Loss of epithelial cell adhesion molecule (EpCAM) in infiltrative basal cell carcinoma

Maria Rita Gaiser 1,2, Daniela Hirsch 3, Timo Gaiser 3
PMCID: PMC6957965  PMID: 31938125

Abstract

Basal cell carcinoma (BCC) is the most common type of skin cancer and expresses high protein levels of the epithelial cell adhesion molecule (EpCAM, syn. CD326). Though BCCs only rarely metastasize, infiltrative and destructive growth do occur. EpCAM has been studied extensively in the context of adhesion and carcinogenesis but results of studies relating EpCAM expression to invasive potential or patient prognosis have been inconsistent. In an attempt to link EpCAM expression with infiltrative potential, we retrospectively stained paraffin embedded tissue samples of nodular and infiltrative BCCs. A total of 96 samples comprising 48 nodular and 48 infiltrative BCC cases were immuhistochemically stained with anti-EpCAM clone BerEP4. Loss of EpCAM expression along the tumor invasive front was detected in 6 of 48 (12.5%) of the nodular BCC as compared to 29 of 48 (60.4%) of the infiltrative BCC cases (P < 0.0001). These results exemplify the important role of EpCAM for cell adhesion. BCC infiltration seems to be promoted by down-regulation of EpCAM along the tumor invasion front.

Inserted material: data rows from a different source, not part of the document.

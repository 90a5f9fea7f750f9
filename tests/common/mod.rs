//! Shared fixtures for integration tests.

#![allow(dead_code)]

use std::collections::{HashMap, HashSet};
use std::sync::Arc;

use rest_catalog::catalog::types::{Namespace, NestedField, Schema, TableIdentifier, TableMetadata};
use rest_catalog::catalog::{
    Catalog, CatalogError, CatalogResult, InMemoryCatalog, SupportsNamespaces, TableCreation,
};
use rest_catalog::rest::{CreateTableRequest, ErrorResponse, ErrorTranslator, RestCatalogAdapter};

/// A catalog whose every operation raises the failure built by `raise`.
pub struct FailingCatalog {
    raise: Box<dyn Fn() -> CatalogError + Send + Sync>,
}

impl FailingCatalog {
    pub fn new(raise: impl Fn() -> CatalogError + Send + Sync + 'static) -> Self {
        Self {
            raise: Box::new(raise),
        }
    }

    fn fail<T>(&self) -> CatalogResult<T> {
        Err((self.raise)())
    }
}

impl Catalog for FailingCatalog {
    fn name(&self) -> &str {
        "failing"
    }

    fn list_tables(&self, _: &Namespace) -> CatalogResult<Vec<TableIdentifier>> {
        self.fail()
    }

    fn create_table(&self, _: &TableIdentifier, _: TableCreation) -> CatalogResult<TableMetadata> {
        self.fail()
    }

    fn load_table(&self, _: &TableIdentifier) -> CatalogResult<TableMetadata> {
        self.fail()
    }

    fn drop_table(&self, _: &TableIdentifier) -> CatalogResult<bool> {
        self.fail()
    }

    fn commit_table(
        &self,
        _: &TableIdentifier,
        _: &TableMetadata,
        _: TableMetadata,
    ) -> CatalogResult<TableMetadata> {
        self.fail()
    }

    fn default_table_location(&self, ident: &TableIdentifier) -> String {
        format!("file:/failing/{}", ident)
    }

    fn as_namespace_catalog(self: Arc<Self>) -> Option<Arc<dyn SupportsNamespaces>> {
        Some(self)
    }
}

impl SupportsNamespaces for FailingCatalog {
    fn create_namespace(&self, _: &Namespace, _: HashMap<String, String>) -> CatalogResult<()> {
        self.fail()
    }

    fn list_namespaces(&self, _: &Namespace) -> CatalogResult<Vec<Namespace>> {
        self.fail()
    }

    fn load_namespace_metadata(&self, _: &Namespace) -> CatalogResult<HashMap<String, String>> {
        self.fail()
    }

    fn drop_namespace(&self, _: &Namespace) -> CatalogResult<bool> {
        self.fail()
    }

    fn set_properties(&self, _: &Namespace, _: HashMap<String, String>) -> CatalogResult<bool> {
        self.fail()
    }

    fn remove_properties(&self, _: &Namespace, _: &HashSet<String>) -> CatalogResult<bool> {
        self.fail()
    }
}

/// An adapter over an in-memory catalog holding the given namespaces.
pub fn memory_adapter(namespaces: &[&[&str]]) -> RestCatalogAdapter {
    let catalog = Arc::new(InMemoryCatalog::new("test", "file:/warehouse"));
    for levels in namespaces {
        catalog
            .create_namespace(&Namespace::of(levels.iter().copied()), HashMap::new())
            .unwrap();
    }
    RestCatalogAdapter::new(catalog).with_translator(ErrorTranslator::new(false))
}

pub fn failing_adapter(
    raise: impl Fn() -> CatalogError + Send + Sync + 'static,
) -> RestCatalogAdapter {
    RestCatalogAdapter::new(Arc::new(FailingCatalog::new(raise)))
}

pub fn create_table_request(name: &str) -> CreateTableRequest {
    CreateTableRequest {
        name: name.to_string(),
        location: None,
        schema: Schema::new(
            0,
            vec![
                NestedField::required(1, "id", "long"),
                NestedField::optional(2, "amount", "decimal(10,2)"),
            ],
        ),
        partition_spec: None,
        stage_create: false,
        properties: HashMap::new(),
    }
}

/// Error callback that lets `execute` return the payload.
pub fn keep_payload(_: &ErrorResponse) -> CatalogResult<()> {
    Ok(())
}

pub fn payload(err: CatalogError) -> ErrorResponse {
    match err {
        CatalogError::Rest(payload) => *payload,
        other => panic!("expected an error payload, got {:?}", other),
    }
}
//! Encoding of identifiers into single path segments.
//!
//! A multi-level namespace travels as one segment: each level is
//! form-url-encoded and the levels are joined with `%1F`, the encoded ASCII
//! unit separator. Because the separator is itself encoded it can never
//! appear in an encoded level.

use url::form_urlencoded;

use crate::catalog::types::Namespace;

const NAMESPACE_SEPARATOR: &str = "%1F";

/// Form-url-encode a single value (space becomes `+`).
pub fn encode_string(value: &str) -> String {
    form_urlencoded::byte_serialize(value.as_bytes()).collect()
}

/// Inverse of [`encode_string`]. Malformed escapes are kept literally.
pub fn decode_string(encoded: &str) -> String {
    // The form parser splits on `&` and `=`; escape them so the whole
    // segment decodes as a single key.
    let escaped = encoded.replace('&', "%26").replace('=', "%3D");
    form_urlencoded::parse(escaped.as_bytes())
        .next()
        .map(|(key, _)| key.into_owned())
        .unwrap_or_default()
}

pub fn encode_namespace(namespace: &Namespace) -> String {
    namespace
        .levels()
        .iter()
        .map(|level| encode_string(level))
        .collect::<Vec<_>>()
        .join(NAMESPACE_SEPARATOR)
}

pub fn decode_namespace(encoded: &str) -> Namespace {
    Namespace::of(encoded.split(NAMESPACE_SEPARATOR).map(decode_string))
}

#[cfg(test)]
mod tests {
    use super::*;

    #[test]
    fn test_string_encoding() {
        assert_eq!(encode_string("a b/c"), "a+b%2Fc");
        assert_eq!(decode_string("a+b%2Fc"), "a b/c");
        assert_eq!(decode_string("x=y&z"), "x=y&z");
        assert_eq!(decode_string(""), "");
    }

    #[test]
    fn test_namespace_encoding() {
        let ns = Namespace::of(["accounting", "tax rates"]);
        let encoded = encode_namespace(&ns);
        assert_eq!(encoded, "accounting%1Ftax+rates");
        assert_eq!(decode_namespace(&encoded), ns);
    }

    #[test]
    fn test_single_level_namespace() {
        assert_eq!(decode_namespace("accounting"), Namespace::of(["accounting"]));
    }

    #[test]
    fn test_separator_inside_level_is_escaped() {
        let ns = Namespace::of(["a%1Fb"]);
        assert_eq!(decode_namespace(&encode_namespace(&ns)), ns);
    }
}
//! Shape guards between the uniform dispatch path and typed handlers.
//!
//! Bodies and results travel through the adapter as the tagged
//! [`RestRequest`] / [`RestResponse`] enums. Each concrete shape knows its
//! own name and how to pull itself out of the enum; a mismatch becomes a
//! `BadRequestType` / `BadResponseType` failure instead of a coercion.

use crate::catalog::error::{CatalogError, CatalogResult};
use crate::rest::requests::{
    CreateNamespaceRequest, CreateTableRequest, RestRequest, UpdateNamespacePropertiesRequest,
    UpdateTableRequest,
};
use crate::rest::responses::{
    ConfigResponse, CreateNamespaceResponse, GetNamespaceResponse, ListNamespacesResponse,
    ListTablesResponse, LoadTableResponse, RestResponse, UpdateNamespacePropertiesResponse,
};

/// A request body type a route can require.
pub trait RequestShape: Sized {
    const NAME: &'static str;

    /// Returns the request back on mismatch.
    fn from_request(request: RestRequest) -> Result<Self, RestRequest>;
}

/// A result type a caller can ask for. `None` is the result of void routes.
pub trait ResponseShape: Sized {
    const NAME: &'static str;

    /// Returns the response back on mismatch.
    fn from_response(response: Option<RestResponse>) -> Result<Self, Option<RestResponse>>;
}

/// Assert that `body` is a `T`.
pub fn cast_request<T: RequestShape>(body: Option<RestRequest>) -> CatalogResult<T> {
    let mismatch = |actual: String| CatalogError::BadRequestType {
        expected: T::NAME,
        actual,
    };
    match body {
        Some(request) => T::from_request(request).map_err(|other| mismatch(format!("{:?}", other))),
        None => Err(mismatch("None".to_string())),
    }
}

/// Assert that `response` is a `T`.
pub fn cast_response<T: ResponseShape>(response: Option<RestResponse>) -> CatalogResult<T> {
    T::from_response(response).map_err(|other| CatalogError::BadResponseType {
        expected: T::NAME,
        actual: match other {
            Some(response) => format!("{:?}", response),
            None => "None".to_string(),
        },
    })
}

macro_rules! request_shape {
    ($($ty:ident => $variant:ident),* $(,)?) => {
        $(
            impl RequestShape for $ty {
                const NAME: &'static str = stringify!($ty);

                fn from_request(request: RestRequest) -> Result<Self, RestRequest> {
                    match request {
                        RestRequest::$variant(inner) => Ok(inner),
                        other => Err(other),
                    }
                }
            }
        )*
    };
}

macro_rules! response_shape {
    ($($ty:ident => $variant:ident),* $(,)?) => {
        $(
            impl ResponseShape for $ty {
                const NAME: &'static str = stringify!($ty);

                fn from_response(
                    response: Option<RestResponse>,
                ) -> Result<Self, Option<RestResponse>> {
                    match response {
                        Some(RestResponse::$variant(inner)) => Ok(inner),
                        other => Err(other),
                    }
                }
            }
        )*
    };
}

request_shape! {
    CreateNamespaceRequest => CreateNamespace,
    UpdateNamespacePropertiesRequest => UpdateNamespaceProperties,
    CreateTableRequest => CreateTable,
    UpdateTableRequest => UpdateTable,
}

response_shape! {
    ConfigResponse => Config,
    ListNamespacesResponse => ListNamespaces,
    CreateNamespaceResponse => CreateNamespace,
    GetNamespaceResponse => GetNamespace,
    UpdateNamespacePropertiesResponse => UpdateNamespaceProperties,
    ListTablesResponse => ListTables,
    LoadTableResponse => LoadTable,
}

/// Void results.
impl ResponseShape for () {
    const NAME: &'static str = "()";

    fn from_response(response: Option<RestResponse>) -> Result<Self, Option<RestResponse>> {
        match response {
            None => Ok(()),
            other => Err(other),
        }
    }
}

/// Any non-void result.
impl ResponseShape for RestResponse {
    const NAME: &'static str = "RestResponse";

    fn from_response(response: Option<RestResponse>) -> Result<Self, Option<RestResponse>> {
        response.ok_or(None)
    }
}

/// Any result, void or not.
impl ResponseShape for Option<RestResponse> {
    const NAME: &'static str = "Option<RestResponse>";

    fn from_response(response: Option<RestResponse>) -> Result<Self, Option<RestResponse>> {
        Ok(response)
    }
}

#[cfg(test)]
mod tests {
    use super::*;
    use crate::catalog::types::Namespace;

    fn create_namespace() -> RestRequest {
        CreateNamespaceRequest {
            namespace: Namespace::of(["db"]),
            properties: Default::default(),
        }
        .into()
    }

    #[test]
    fn test_cast_request_match() {
        let request: CreateNamespaceRequest = cast_request(Some(create_namespace())).unwrap();
        assert_eq!(request.namespace, Namespace::of(["db"]));
    }

    #[test]
    fn test_cast_request_mismatch_names_both_sides() {
        let err = cast_request::<CreateTableRequest>(Some(create_namespace())).unwrap_err();
        assert_eq!(err.kind(), "BadRequestType");
        let message = err.to_string();
        assert!(message.starts_with("Invalid request object, not a CreateTableRequest: "));
        assert!(message.contains("CreateNamespace"));
    }

    #[test]
    fn test_cast_request_missing_body() {
        let err = cast_request::<UpdateTableRequest>(None).unwrap_err();
        assert_eq!(
            err.to_string(),
            "Invalid request object, not a UpdateTableRequest: None"
        );
    }

    #[test]
    fn test_cast_response() {
        let config: ConfigResponse =
            cast_response(Some(ConfigResponse::default().into())).unwrap();
        assert!(config.defaults.is_empty());

        let err = cast_response::<LoadTableResponse>(Some(ConfigResponse::default().into()))
            .unwrap_err();
        assert_eq!(err.kind(), "BadResponseType");
        assert!(err
            .to_string()
            .starts_with("Invalid response object, not a LoadTableResponse: Config("));
    }

    #[test]
    fn test_void_shapes() {
        assert!(cast_response::<()>(None).is_ok());
        assert!(cast_response::<()>(Some(ConfigResponse::default().into())).is_err());
        assert!(cast_response::<RestResponse>(None).is_err());
        assert_eq!(cast_response::<Option<RestResponse>>(None).unwrap(), None);
    }
}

Keywords: Basal cell carcinoma, EpCAM, epithelial cell adhesion molecule, CD326

Introduction

Basal cell carcinoma (BCC) is the most common type of skin cancer accounting for approximately 70% of all skin malignancies [1]. Though BCCs are usually slow-growing, non-aggressive tumors, mostly cured by surgical treatment, a minority of cases shows an aggressive, rarely even metastatic behavior [2].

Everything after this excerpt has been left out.